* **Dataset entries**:
>>>

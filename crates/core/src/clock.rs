//! Wall-clock abstraction so tests can control sample timestamps

use std::fmt::Debug;
use std::sync::atomic::{AtomicU64, Ordering};

pub trait Clock: Debug + Send + Sync {
    /// Milliseconds since the Unix epoch
    fn now_ms(&self) -> u64;
}

#[derive(Debug, Clone, Copy, Default)]
pub struct SystemClock;

impl Clock for SystemClock {
    fn now_ms(&self) -> u64 {
        chrono::Utc::now().timestamp_millis().max(0) as u64
    }
}

/// Clock that only moves when told to
#[derive(Debug, Default)]
pub struct ManualClock {
    now: AtomicU64,
}

impl ManualClock {
    pub fn new(start_ms: u64) -> Self {
        Self {
            now: AtomicU64::new(start_ms),
        }
    }

    pub fn set(&self, now_ms: u64) {
        self.now.store(now_ms, Ordering::SeqCst);
    }

    pub fn advance(&self, delta_ms: u64) {
        self.now.fetch_add(delta_ms, Ordering::SeqCst);
    }
}

impl Clock for ManualClock {
    fn now_ms(&self) -> u64 {
        self.now.load(Ordering::SeqCst)
    }
}

#[cfg(test)]
mod tests {
    use super::*;

    #[test]
    fn test_manual_clock() {
        let clock = ManualClock::new(1_000);
        clock.advance(500);
        assert_eq!(clock.now_ms(), 1_500);
        clock.set(10);
        assert_eq!(clock.now_ms(), 10);
    }

    #[test]
    fn test_system_clock_is_recent() {
        // 2020-01-01
        assert!(SystemClock.now_ms() > 1_577_836_800_000);
    }
}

<<<

* **Exercise objective**: Print, exactly and only, the lines running from the one with "chrono::Utc::now().timestamp_millis().max(0) as u64" to the end of the data above.

* **Solution to this problem**:
        chrono::Utc::now().timestamp_millis().max(0) as u64
    }
}

/// Clock that only moves when told to
#[derive(Debug, Default)]
pub struct ManualClock {
    now: AtomicU64,
}

impl ManualClock {
    pub fn new(start_ms: u64) -> Self {
        Self {
            now: AtomicU64::new(start_ms),
        }
    }

    pub fn set(&self, now_ms: u64) {
        self.now.store(now_ms, Ordering::SeqCst);
    }

    pub fn advance(&self, delta_ms: u64) {
        self.now.fetch_add(delta_ms, Ordering::SeqCst);
    }
}

impl Clock for ManualClock {
    fn now_ms(&self) -> u64 {
        self.now.load(Ordering::SeqCst)
    }
}

#[cfg(test)]
mod tests {
    use super::*;

    #[test]
    fn test_manual_clock() {
        let clock = ManualClock::new(1_000);
        clock.advance(500);
        assert_eq!(clock.now_ms(), 1_500);
        clock.set(10);
        assert_eq!(clock.now_ms(), 10);
    }

    #[test]
    fn test_system_clock_is_recent() {
        // 2020-01-01
        assert!(SystemClock.now_ms() > 1_577_836_800_000);
    }
}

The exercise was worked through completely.